Here’s what Gene Lees had to say about Hank and his music.

© -Gene Lees, copyright protected; all rights reserved.

“Two major pianists, Oscar Peterson and Andre Previn, have told me that Hank Jones is their favorite pianist, and to make the statement more forceful, Andre added, ‘Regardless of idiom.’

Like many another major jazz musician, Hank Jones might have become a ‘classi­cal’ musician had he not been black. I once heard Hank warming up on Chopin for a recording session, and was deeply impressed by his approach to that music. But black musicians did not aspire to con­cert careers when Hank was coming up — this was long before Andre Watts — and Hank became a jazz pianist, leading the way for two other musicians in the Jones family: the late Thad Jones, trumpeter and brilliant composer and arranger, and the remarkable drummer Elvin Jones.

Though he was born deep in the South, he grew up in PontiacMichigan, and seems to consider Michigan his home state. He was given solid musical training, but his father did not have it in mind that Hank should or would be a jazz musician. He gained his first experience in a church choir, and later played with regional bands, particularly in the Detroit area. When he went to New York in 1944, Hank heard the new music of Dizzy Gillespie and Charlie Parker, which he assimilated into his own playing. He was on a number of historic Charlie Parker recording dates.

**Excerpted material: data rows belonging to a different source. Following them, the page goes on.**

//! Builder output through the stream writer and back through the reader.

mod common;

use calltrace::trace::ThrownFrame;
use calltrace::wire::{PLAIN_MAGIC, WireRecord};
use calltrace::{
    Framing, MarkerFlags, MetricKind, MetricRegistry, MetricTemplate, RecordFlags, Scanner,
    SymbolId, SymbolRegistry, Throwable, Time, TraceItem, TraceReader, TraceRecord, TraceWriter,
};
use common::{init_test, memory_builder, read_stream, traces};
use std::collections::BTreeMap;
use std::sync::Arc;

/// Root `Service.handle` with one child `Dao.load` that throws an
/// `IOException`; the root wraps it in a `ServiceException`.
fn failing_request() -> (TraceRecord, Arc<SymbolRegistry>) {
    let (mut b, sink, symbols) = memory_builder(100);
    let io = Arc::new(
        Throwable::new("java.io.IOException", Some("disk gone"))
            .with_frame(ThrownFrame::new("Dao", "load", Some("Dao.java"), 42))
            .with_frame(ThrownFrame::new("Service", "handle", None, -1)),
    );
    let wrapped = Arc::new(
        Throwable::new("ServiceException", Some("load failed")).with_cause(Arc::clone(&io)),
    );

    b.enter(
        symbols.id_of("Service"),
        symbols.id_of("handle"),
        symbols.id_of("()V"),
        Time::from_nanos(0),
    );
    b.begin(symbols.id_of("HTTP /orders"), 1_700_000_000_000, MarkerFlags::empty());
    b.attr(symbols.id_of("http.status"), 500_i64);
    b.attr(symbols.id_of("http.path"), "/orders");
    b.attr(symbols.id_of("load"), 0.75);
    b.attr(symbols.id_of("cached"), false);
    b.enter(
        symbols.id_of("Dao"),
        symbols.id_of("load"),
        symbols.id_of("(J)V"),
        Time::from_nanos(10),
    );
    b.error(&io, Time::from_nanos(900));
    b.error(&wrapped, Time::from_nanos(1_000));

    let mut traces = sink.take();
    assert_eq!(traces.len(), 1);
    (traces.remove(0), symbols)
}

fn encode(
    trees: &[&TraceRecord],
    framing: Framing,
    symbols: &Arc<SymbolRegistry>,
) -> Vec<u8> {
    let mut writer = TraceWriter::start(
        Vec::new(),
        framing,
        "roundtrip",
        0,
        Arc::clone(symbols),
        Arc::new(MetricRegistry::new()),
    )
    .unwrap();
    for tree in trees {
        writer.write_trace(tree).unwrap();
    }
    writer.finish().unwrap()
}

/// Raw records of a plain stream, definitions included.
fn raw_records(bytes: &[u8]) -> Vec<WireRecord> {
    assert_eq!(&bytes[..4], &PLAIN_MAGIC);
    let mut body = &bytes[4..];
    let mut records = Vec::new();
    while !body.is_empty() {
        records.push(rmp_serde::from_read(&mut body).unwrap());
    }
    records
}

#[test]
fn tree_survives_the_wire() {
    init_test("tree_survives_the_wire");
    let (tree, symbols) = failing_request();
    let bytes = encode(&[&tree], Framing::Plain, &symbols);

    let (items, receiver) = read_stream(&bytes);
    assert!(matches!(&items[0], TraceItem::Handshake(h) if h.agent == "roundtrip"));
    let decoded = traces(&items);
    assert_eq!(decoded.len(), 1);
    let decoded = decoded[0];
    assert_eq!(decoded, &tree);

    assert_eq!(receiver.name(decoded.class_id), "Service");
    assert_eq!(receiver.name(decoded.children[0].method_id), "load");
    assert_eq!(
        receiver.name(decoded.marker.as_ref().unwrap().trace_id),
        "HTTP /orders"
    );
}

#[test]
fn exception_identity_is_rebuilt() {
    init_test("exception_identity_is_rebuilt");
    let (tree, symbols) = failing_request();
    let bytes = encode(&[&tree], Framing::Plain, &symbols);

    let records = raw_records(&bytes);
    let WireRecord::Trace(wire) = records.last().unwrap() else {
        panic!("last record is not a trace");
    };
    assert!(matches!(
        wire.children[0].exception,
        Some(calltrace::wire::WireException::Full { identity: 0, .. })
    ));

    let (items, _) = read_stream(&bytes);
    let root = traces(&items)[0];
    let inner = root.children[0].exception.as_ref().unwrap();
    let outer = root.exception.as_ref().unwrap();
    assert!(root.has_flags(RecordFlags::EXCEPTION_WRAP));
    assert!(outer.is_caused_by(inner));
    assert_eq!(inner.frames.len(), 2);
    assert_eq!(inner.frames[0].line, 42);
    assert!(inner.frames[1].file_id.is_null());
}

#[test]
fn rethrown_exception_is_sent_once() {
    init_test("rethrown_exception_is_sent_once");
    let (mut b, sink, symbols) = memory_builder(100);
    let e = Arc::new(Throwable::new("RuntimeException", Some("x")));
    b.enter(symbols.id_of("Outer"), symbols.id_of("run"), SymbolId::NULL, Time::from_nanos(0));
    b.begin(symbols.id_of("job"), 0, MarkerFlags::empty());
    b.enter(symbols.id_of("Inner"), symbols.id_of("run"), SymbolId::NULL, Time::from_nanos(1));
    b.error(&e, Time::from_nanos(5));
    b.error(&e, Time::from_nanos(9));
    let tree = sink.take().remove(0);

    let bytes = encode(&[&tree], Framing::Plain, &symbols);
    let records = raw_records(&bytes);
    let WireRecord::Trace(wire) = records.last().unwrap() else {
        panic!("last record is not a trace");
    };
    assert_eq!(wire.exception, Some(calltrace::wire::WireException::Ref(0)));
    assert!(RecordFlags::from_bits_truncate(wire.flags).contains(RecordFlags::EXCEPTION_PASS));

    let (items, _) = read_stream(&bytes);
    let root = traces(&items)[0];
    assert!(Arc::ptr_eq(
        root.exception.as_ref().unwrap(),
        root.children[0].exception.as_ref().unwrap()
    ));
}

#[test]
fn symbols_are_defined_once_per_stream() {
    init_test("symbols_are_defined_once_per_stream");
    let symbols = Arc::new(SymbolRegistry::new());
    let a = TraceRecord::new(symbols.id_of("A"), symbols.id_of("run"), SymbolId::NULL);
    let b = TraceRecord::new(symbols.id_of("B"), symbols.id_of("run"), SymbolId::NULL);
    let run = symbols.id_of("run");

    let mut writer = TraceWriter::start(
        Vec::new(),
        Framing::Plain,
        "once",
        0,
        Arc::clone(&symbols),
        Arc::new(MetricRegistry::new()),
    )
    .unwrap();
    writer.write_trace(&a).unwrap();
    writer.write_trace(&b).unwrap();
    writer.reset(1).unwrap();
    writer.write_trace(&b).unwrap();
    let bytes = writer.finish().unwrap();

    let definitions_of_run: Vec<usize> = raw_records(&bytes)
        .iter()
        .enumerate()
        .filter(|(_, r)| matches!(r, WireRecord::Symbol { id, .. } if *id == run))
        .map(|(i, _)| i)
        .collect();
    // Once before the first trace, again after the reset.
    assert_eq!(definitions_of_run.len(), 2);

    let (items, receiver) = read_stream(&bytes);
    assert_eq!(traces(&items).len(), 3);
    assert_eq!(receiver.name(run), "run");
}

#[cfg(feature = "trace-compression")]
#[test]
fn compressed_stream_round_trips() {
    init_test("compressed_stream_round_trips");
    let (tree, symbols) = failing_request();
    let bytes = encode(&[&tree, &tree], Framing::Compressed, &symbols);
    assert_eq!(&bytes[..4], b"CTZ1");

    let (items, _) = read_stream(&bytes);
    let decoded = traces(&items);
    assert_eq!(decoded.len(), 2);
    assert_eq!(decoded[1], &tree);
}

#[test]
fn perf_records_carry_their_definitions() {
    init_test("perf_records_carry_their_definitions");
    let symbols = Arc::new(SymbolRegistry::new());
    let metrics = Arc::new(MetricRegistry::new());
    let template = metrics.register_template(
        MetricTemplate::new(
            MetricKind::RawDelta,
            symbols.id_of("gc.count"),
            symbols.id_of("collections"),
        )
        .with_attr(symbols.id_of("gc.name")),
    );
    let mut attrs = BTreeMap::new();
    attrs.insert(symbols.id_of("gc.name"), "G1 Young".to_string());
    let metric = metrics
        .register_metric(template.id, symbols.id_of("gc.count.young"), attrs)
        .unwrap();
    let mut scanner = Scanner::new(symbols.id_of("jvm"));
    scanner.add(metric);

    let first = scanner.scan(1_000, |_| Some(10.0));
    assert!(first.is_empty());
    let second = scanner.scan(2_000, |_| Some(14.0));
    assert_eq!(second.samples[0].value, 4.0);

    let mut writer = TraceWriter::start(
        Vec::new(),
        Framing::Plain,
        "perf",
        0,
        Arc::clone(&symbols),
        Arc::clone(&metrics),
    )
    .unwrap();
    writer.write_perf(&second).unwrap();
    writer.write_perf(&second).unwrap();
    let bytes = writer.finish().unwrap();

    let templates = raw_records(&bytes)
        .iter()
        .filter(|r| matches!(r, WireRecord::MetricTemplate(_)))
        .count();
    assert_eq!(templates, 1);

    let receiver_metrics = Arc::new(MetricRegistry::new());
    let mut reader = TraceReader::open(
        bytes.as_slice(),
        Arc::new(SymbolRegistry::new()),
        Arc::clone(&receiver_metrics),
    )
    .unwrap();
    let items = reader.read_all().unwrap();
    let perf: Vec<_> = items
        .iter()
        .filter_map(|i| match i {
            TraceItem::Perf(p) => Some(p),
            _ => None,
        })
        .collect();
    assert_eq!(perf.len(), 2);
    assert_eq!(perf[0], &second);
    assert_eq!(receiver_metrics.template_count(), 1);
    assert_eq!(receiver_metrics.metric_count(), 1);
}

Hank Jones is a particular favorite of other pianists, who admire his enormous but unprepossessing facility, his harmonic subtlety and sophistication, and his unfail­ing taste. He is a rich and sympathetic accompanist—he was Ella Fitzgerald's for several years — and an elegant soloist. He has played and recorded with almost eve­ryone in jazz, including artists as varied as Milt Jackson, John Kirby, Howard McGhee, Coleman Hawkins, Julian (Cannonball) Adderley, Benny Goodman, and Artie Shaw. Indeed, he was a member of Shaw's last Gramercy Five group, and took part in Shaw's last recording session in 1954.

He tours the world constantly, though he has cut back on his New York studio work, preferring to spend his off time on his four-hundred-acre farm in upstate New York, not far from Cooperstown — always the impeccable jazz player, always in demand, admired and liked by everyone who has come into contact with his gentle humor and considerate warmth.

Hank wanted to farm that land, but his wife, Teddy, ever the realist, gave him a choice: ‘Do you want to be a farmer or a musician?’

Music won. But the farm remains his refuge.”